** TASK DETAILS **
Filter out all lines without the word "DatabaseConfig" from the data below, please, and copy the rest.

*** Opening RECORDS FOR THIS EXERCISE ***

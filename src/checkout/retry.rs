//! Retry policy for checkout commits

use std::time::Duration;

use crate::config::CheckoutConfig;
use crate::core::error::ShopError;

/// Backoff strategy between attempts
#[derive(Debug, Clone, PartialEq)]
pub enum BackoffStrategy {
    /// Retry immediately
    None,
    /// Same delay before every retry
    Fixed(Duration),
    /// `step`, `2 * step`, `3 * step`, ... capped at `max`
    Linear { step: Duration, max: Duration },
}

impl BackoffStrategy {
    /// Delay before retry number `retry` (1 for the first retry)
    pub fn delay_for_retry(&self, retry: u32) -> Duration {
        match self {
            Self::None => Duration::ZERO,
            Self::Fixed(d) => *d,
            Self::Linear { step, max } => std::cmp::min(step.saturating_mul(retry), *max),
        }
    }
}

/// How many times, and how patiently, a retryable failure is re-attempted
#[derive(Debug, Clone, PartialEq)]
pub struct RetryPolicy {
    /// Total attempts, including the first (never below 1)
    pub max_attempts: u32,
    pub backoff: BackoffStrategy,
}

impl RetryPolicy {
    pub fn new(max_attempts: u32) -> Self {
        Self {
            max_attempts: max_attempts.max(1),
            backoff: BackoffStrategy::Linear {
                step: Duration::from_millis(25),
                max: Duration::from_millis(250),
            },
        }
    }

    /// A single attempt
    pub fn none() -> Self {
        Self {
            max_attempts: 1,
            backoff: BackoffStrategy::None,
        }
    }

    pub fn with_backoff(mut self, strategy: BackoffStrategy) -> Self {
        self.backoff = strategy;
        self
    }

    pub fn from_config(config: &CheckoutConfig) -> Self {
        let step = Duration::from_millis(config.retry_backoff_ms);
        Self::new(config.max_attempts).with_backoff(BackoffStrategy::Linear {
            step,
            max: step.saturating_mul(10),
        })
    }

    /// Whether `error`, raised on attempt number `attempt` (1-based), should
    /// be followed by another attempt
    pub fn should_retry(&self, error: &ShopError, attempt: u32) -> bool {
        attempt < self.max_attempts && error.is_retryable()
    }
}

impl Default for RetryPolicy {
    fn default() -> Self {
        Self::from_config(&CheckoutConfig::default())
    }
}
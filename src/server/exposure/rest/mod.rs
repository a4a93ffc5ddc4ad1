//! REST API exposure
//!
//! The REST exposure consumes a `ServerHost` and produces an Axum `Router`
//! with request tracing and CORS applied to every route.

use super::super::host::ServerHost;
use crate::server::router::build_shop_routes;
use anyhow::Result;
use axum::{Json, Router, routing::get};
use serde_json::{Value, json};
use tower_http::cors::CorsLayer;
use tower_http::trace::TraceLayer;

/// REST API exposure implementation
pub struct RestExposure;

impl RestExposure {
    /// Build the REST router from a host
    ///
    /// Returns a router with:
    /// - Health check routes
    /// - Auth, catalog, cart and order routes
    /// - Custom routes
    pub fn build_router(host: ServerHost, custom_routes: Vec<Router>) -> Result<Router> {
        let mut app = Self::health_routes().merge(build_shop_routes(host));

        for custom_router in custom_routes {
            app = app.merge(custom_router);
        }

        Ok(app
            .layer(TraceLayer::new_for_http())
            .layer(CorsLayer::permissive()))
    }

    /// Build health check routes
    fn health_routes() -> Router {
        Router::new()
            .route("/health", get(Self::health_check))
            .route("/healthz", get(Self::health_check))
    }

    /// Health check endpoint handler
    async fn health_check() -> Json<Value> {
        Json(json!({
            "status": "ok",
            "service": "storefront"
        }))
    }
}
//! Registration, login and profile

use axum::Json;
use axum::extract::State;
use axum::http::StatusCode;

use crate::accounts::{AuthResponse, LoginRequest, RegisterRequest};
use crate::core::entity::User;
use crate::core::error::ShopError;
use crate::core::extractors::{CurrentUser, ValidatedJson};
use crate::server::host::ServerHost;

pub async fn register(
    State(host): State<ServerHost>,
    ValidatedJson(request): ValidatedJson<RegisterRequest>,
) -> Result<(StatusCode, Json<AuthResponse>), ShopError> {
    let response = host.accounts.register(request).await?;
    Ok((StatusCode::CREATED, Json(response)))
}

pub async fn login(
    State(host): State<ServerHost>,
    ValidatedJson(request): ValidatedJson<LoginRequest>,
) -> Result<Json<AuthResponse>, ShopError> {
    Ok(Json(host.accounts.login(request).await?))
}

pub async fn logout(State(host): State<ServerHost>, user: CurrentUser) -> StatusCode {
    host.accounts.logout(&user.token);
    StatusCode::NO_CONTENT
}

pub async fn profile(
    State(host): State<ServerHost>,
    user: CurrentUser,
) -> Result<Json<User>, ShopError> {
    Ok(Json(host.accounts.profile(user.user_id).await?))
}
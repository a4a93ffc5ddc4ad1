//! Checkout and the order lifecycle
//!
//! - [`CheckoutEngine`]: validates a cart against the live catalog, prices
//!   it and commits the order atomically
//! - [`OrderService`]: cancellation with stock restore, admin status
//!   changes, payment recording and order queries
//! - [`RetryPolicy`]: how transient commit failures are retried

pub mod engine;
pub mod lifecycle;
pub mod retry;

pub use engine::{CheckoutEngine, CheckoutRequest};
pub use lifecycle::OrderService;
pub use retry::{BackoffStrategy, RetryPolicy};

*** Closing RECORDS FOR THIS EXERCISE ***
*** Opening RECORDS FOR THIS EXERCISE ***

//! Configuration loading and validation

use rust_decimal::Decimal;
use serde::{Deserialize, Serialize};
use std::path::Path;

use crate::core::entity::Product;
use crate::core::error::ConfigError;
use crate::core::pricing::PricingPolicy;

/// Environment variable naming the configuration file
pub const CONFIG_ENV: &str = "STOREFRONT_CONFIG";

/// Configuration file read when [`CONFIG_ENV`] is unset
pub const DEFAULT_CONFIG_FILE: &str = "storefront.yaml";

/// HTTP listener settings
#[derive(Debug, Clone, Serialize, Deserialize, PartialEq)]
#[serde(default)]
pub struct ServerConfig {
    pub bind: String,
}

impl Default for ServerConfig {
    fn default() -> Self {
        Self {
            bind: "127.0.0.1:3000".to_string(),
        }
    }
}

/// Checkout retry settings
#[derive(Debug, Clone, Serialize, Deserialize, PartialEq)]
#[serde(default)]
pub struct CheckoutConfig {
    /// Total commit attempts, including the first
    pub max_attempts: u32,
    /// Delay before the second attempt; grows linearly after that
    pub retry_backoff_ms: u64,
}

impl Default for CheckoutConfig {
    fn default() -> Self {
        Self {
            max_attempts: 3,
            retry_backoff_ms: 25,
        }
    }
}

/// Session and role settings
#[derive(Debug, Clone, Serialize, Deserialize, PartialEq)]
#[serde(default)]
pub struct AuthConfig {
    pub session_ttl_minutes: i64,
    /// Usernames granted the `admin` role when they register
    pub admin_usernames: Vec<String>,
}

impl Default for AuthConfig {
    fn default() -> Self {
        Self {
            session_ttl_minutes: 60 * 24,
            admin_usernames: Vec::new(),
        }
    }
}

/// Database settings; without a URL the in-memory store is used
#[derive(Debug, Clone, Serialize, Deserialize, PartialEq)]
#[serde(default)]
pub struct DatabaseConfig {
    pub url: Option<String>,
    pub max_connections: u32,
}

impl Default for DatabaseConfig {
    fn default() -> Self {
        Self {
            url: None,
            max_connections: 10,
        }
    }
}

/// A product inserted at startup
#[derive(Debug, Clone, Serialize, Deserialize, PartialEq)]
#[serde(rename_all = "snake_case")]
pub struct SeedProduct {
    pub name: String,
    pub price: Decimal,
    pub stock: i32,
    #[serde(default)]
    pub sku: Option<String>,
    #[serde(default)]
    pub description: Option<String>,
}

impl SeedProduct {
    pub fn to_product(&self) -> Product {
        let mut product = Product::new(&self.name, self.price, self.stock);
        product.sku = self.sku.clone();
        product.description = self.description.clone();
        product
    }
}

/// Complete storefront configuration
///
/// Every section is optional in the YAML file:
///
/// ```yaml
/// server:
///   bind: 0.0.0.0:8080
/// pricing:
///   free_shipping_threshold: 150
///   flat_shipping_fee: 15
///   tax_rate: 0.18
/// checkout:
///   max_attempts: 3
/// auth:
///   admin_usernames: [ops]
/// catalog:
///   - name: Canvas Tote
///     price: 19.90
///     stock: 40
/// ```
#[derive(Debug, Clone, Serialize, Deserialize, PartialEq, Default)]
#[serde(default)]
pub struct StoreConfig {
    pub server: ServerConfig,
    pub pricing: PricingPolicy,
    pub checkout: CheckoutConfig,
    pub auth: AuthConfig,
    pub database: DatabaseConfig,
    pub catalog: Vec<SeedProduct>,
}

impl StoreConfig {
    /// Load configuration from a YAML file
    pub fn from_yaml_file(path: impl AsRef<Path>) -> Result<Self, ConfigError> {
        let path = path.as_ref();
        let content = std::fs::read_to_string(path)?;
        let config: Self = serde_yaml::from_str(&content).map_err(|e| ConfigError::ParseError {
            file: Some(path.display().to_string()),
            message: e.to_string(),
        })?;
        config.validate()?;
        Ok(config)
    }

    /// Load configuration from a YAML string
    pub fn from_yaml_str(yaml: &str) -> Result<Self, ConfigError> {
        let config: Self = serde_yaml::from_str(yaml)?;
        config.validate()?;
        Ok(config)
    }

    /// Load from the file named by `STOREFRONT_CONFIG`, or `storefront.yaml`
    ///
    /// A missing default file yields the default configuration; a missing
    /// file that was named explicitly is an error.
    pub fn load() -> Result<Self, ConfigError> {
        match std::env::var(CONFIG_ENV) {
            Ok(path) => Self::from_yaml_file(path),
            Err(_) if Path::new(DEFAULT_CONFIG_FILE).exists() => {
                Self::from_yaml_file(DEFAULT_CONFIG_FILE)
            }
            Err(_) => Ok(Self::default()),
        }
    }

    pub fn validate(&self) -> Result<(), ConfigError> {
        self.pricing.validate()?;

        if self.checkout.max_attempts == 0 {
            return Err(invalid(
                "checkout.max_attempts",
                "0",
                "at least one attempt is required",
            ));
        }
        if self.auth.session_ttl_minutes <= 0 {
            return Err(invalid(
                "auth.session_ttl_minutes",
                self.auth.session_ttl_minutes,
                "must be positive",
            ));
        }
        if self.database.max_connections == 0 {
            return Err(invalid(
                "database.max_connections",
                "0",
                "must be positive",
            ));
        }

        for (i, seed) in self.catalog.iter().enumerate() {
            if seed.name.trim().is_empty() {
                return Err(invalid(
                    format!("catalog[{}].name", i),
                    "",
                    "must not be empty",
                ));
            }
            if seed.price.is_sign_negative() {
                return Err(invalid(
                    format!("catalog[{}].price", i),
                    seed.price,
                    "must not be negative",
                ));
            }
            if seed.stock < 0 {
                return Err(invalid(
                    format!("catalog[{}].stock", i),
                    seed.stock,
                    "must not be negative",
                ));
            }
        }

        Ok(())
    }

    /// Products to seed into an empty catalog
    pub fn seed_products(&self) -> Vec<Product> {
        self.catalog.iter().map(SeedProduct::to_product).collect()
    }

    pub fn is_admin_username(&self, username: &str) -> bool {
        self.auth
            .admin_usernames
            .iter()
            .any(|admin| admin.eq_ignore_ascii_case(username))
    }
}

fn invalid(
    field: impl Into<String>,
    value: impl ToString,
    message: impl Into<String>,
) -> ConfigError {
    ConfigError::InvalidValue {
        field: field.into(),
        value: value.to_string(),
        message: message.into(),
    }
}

*** Closing RECORDS FOR THIS EXERCISE ***
*** Opening RECORDS FOR THIS EXERCISE ***

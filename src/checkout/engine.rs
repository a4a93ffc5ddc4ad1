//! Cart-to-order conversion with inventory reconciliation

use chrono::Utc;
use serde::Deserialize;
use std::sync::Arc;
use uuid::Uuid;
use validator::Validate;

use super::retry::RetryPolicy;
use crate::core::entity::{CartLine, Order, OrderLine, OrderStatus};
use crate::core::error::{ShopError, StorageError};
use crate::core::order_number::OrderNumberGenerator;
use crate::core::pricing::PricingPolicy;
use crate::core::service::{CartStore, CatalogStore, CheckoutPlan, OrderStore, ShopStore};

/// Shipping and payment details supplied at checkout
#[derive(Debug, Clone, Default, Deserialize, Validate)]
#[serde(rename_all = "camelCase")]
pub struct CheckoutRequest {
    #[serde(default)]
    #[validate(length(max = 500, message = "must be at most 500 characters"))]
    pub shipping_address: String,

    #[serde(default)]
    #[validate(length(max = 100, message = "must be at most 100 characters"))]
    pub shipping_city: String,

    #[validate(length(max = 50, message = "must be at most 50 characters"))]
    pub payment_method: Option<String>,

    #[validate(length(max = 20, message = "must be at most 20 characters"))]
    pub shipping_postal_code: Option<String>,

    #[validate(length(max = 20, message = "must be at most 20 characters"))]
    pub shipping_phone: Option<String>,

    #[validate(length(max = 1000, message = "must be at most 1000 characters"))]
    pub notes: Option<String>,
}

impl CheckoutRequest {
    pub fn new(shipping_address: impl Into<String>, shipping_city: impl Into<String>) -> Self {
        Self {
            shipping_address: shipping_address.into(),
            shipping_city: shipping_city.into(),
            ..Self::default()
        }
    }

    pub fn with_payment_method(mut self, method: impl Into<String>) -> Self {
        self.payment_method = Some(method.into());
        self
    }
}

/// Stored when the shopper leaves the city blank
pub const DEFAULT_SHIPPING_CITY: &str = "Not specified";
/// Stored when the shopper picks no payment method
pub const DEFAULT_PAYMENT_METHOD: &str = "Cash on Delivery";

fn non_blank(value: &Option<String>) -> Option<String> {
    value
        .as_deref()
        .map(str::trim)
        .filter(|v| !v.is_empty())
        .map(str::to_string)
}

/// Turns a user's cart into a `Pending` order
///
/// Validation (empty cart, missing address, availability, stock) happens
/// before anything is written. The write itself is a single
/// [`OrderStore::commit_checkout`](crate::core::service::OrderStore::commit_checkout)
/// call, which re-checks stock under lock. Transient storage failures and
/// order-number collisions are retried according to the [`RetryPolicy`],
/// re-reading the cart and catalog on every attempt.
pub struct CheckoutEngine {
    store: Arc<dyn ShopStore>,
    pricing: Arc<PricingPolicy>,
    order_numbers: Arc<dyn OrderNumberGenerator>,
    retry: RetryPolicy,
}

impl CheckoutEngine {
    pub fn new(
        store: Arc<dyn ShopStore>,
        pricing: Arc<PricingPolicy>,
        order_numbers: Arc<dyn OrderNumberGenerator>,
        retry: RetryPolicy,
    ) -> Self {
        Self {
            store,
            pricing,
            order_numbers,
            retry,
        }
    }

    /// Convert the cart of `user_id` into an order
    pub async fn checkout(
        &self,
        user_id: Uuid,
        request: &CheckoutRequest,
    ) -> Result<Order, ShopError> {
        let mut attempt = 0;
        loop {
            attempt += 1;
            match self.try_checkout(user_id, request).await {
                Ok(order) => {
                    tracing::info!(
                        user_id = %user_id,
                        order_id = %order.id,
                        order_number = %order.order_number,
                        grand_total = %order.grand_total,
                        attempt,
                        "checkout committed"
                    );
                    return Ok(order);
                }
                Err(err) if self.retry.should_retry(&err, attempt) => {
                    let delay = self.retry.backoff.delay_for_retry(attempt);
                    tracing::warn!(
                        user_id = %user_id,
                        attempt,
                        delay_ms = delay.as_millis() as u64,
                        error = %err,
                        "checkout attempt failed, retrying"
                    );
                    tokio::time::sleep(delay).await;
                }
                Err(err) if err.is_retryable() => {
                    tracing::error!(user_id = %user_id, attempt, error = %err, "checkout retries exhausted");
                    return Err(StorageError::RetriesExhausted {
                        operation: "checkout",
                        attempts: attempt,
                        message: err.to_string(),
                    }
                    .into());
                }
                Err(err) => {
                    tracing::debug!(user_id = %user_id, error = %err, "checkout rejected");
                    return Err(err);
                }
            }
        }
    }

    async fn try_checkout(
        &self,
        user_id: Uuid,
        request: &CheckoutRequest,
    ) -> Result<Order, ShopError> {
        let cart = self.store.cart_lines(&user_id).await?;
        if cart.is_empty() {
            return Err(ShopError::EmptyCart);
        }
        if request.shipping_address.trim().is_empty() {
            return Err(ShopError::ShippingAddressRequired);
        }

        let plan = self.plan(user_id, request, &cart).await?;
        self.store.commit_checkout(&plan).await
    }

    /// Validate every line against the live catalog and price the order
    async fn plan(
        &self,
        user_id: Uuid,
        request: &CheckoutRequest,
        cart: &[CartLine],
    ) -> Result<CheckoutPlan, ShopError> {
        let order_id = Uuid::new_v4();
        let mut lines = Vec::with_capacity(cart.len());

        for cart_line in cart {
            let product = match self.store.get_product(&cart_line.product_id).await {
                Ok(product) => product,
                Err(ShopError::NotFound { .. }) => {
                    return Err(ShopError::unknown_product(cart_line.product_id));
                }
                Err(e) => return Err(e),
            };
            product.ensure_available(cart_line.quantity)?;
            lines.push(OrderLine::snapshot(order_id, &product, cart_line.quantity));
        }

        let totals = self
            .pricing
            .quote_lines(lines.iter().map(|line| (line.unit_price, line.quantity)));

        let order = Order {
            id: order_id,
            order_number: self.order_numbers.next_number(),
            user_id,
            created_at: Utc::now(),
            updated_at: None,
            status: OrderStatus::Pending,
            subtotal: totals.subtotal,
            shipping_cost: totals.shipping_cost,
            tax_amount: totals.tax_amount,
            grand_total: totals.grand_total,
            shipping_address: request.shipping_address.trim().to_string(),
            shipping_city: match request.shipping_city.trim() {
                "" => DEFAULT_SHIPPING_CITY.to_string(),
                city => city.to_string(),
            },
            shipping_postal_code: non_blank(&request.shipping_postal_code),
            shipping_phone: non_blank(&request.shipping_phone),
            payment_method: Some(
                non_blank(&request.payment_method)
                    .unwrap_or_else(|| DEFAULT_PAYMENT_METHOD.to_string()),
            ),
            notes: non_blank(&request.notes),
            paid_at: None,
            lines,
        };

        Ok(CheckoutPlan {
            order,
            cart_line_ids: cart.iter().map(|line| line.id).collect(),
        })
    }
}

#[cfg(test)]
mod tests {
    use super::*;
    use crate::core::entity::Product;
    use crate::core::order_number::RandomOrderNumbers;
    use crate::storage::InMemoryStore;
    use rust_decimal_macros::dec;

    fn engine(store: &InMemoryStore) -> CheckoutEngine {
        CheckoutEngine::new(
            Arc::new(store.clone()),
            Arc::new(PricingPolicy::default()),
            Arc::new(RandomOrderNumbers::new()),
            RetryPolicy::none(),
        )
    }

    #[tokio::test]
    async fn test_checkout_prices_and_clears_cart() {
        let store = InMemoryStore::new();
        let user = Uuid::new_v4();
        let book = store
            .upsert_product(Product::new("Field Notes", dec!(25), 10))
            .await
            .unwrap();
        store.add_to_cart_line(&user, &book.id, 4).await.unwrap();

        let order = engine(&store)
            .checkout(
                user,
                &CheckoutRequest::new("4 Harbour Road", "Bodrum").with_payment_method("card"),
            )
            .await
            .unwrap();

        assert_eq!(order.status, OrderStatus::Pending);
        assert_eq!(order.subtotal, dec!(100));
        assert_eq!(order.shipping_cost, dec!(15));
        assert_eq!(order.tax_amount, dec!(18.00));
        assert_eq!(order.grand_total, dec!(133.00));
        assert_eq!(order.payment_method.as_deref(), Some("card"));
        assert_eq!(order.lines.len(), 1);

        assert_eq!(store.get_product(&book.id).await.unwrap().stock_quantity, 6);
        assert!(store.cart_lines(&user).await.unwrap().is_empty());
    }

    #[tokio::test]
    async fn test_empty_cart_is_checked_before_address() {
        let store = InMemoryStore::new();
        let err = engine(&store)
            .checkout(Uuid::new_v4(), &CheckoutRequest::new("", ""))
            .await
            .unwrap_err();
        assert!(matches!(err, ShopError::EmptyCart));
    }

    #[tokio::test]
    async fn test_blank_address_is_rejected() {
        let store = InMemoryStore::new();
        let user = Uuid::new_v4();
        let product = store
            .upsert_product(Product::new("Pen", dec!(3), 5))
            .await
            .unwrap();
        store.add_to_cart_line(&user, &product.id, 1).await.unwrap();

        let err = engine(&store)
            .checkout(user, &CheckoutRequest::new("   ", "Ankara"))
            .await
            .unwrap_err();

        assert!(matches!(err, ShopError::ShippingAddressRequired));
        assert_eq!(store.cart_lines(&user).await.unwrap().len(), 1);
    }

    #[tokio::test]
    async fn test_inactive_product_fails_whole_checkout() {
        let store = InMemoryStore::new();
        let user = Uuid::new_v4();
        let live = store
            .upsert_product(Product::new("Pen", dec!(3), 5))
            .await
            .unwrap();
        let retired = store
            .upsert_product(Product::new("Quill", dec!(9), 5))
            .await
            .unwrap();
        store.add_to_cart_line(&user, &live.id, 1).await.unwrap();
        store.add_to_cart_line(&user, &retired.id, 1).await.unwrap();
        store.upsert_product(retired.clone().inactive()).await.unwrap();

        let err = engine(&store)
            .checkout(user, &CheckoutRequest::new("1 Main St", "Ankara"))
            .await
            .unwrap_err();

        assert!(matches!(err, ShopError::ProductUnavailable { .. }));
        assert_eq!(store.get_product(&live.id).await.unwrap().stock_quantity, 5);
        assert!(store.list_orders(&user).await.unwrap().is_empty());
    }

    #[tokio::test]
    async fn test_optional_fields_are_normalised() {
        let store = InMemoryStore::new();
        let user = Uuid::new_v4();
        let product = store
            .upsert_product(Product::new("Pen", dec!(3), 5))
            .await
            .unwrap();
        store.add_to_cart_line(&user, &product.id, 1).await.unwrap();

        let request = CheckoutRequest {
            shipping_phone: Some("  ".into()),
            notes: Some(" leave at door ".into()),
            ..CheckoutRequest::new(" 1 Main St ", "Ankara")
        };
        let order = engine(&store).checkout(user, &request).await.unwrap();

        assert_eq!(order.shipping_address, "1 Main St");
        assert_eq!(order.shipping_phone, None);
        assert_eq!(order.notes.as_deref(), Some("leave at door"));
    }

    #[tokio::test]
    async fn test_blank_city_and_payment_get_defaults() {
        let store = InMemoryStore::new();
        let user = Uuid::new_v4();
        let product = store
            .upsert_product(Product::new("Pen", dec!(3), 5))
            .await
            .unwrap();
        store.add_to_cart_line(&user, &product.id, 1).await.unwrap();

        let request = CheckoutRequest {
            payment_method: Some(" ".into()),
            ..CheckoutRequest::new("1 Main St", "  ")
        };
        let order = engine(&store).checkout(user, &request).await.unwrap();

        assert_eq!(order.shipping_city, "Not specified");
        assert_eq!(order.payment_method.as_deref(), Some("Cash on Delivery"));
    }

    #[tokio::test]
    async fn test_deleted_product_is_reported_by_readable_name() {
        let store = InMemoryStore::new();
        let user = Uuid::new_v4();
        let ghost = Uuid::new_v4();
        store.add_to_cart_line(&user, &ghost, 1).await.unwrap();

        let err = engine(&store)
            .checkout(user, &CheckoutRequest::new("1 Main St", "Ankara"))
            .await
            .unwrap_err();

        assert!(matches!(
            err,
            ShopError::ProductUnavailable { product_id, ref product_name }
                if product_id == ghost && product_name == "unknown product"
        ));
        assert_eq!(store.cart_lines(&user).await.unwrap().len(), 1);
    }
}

*** Closing RECORDS FOR THIS EXERCISE ***

** ANSWER FOR THE TASK **
pub struct DatabaseConfig {
impl Default for DatabaseConfig {
    pub database: DatabaseConfig,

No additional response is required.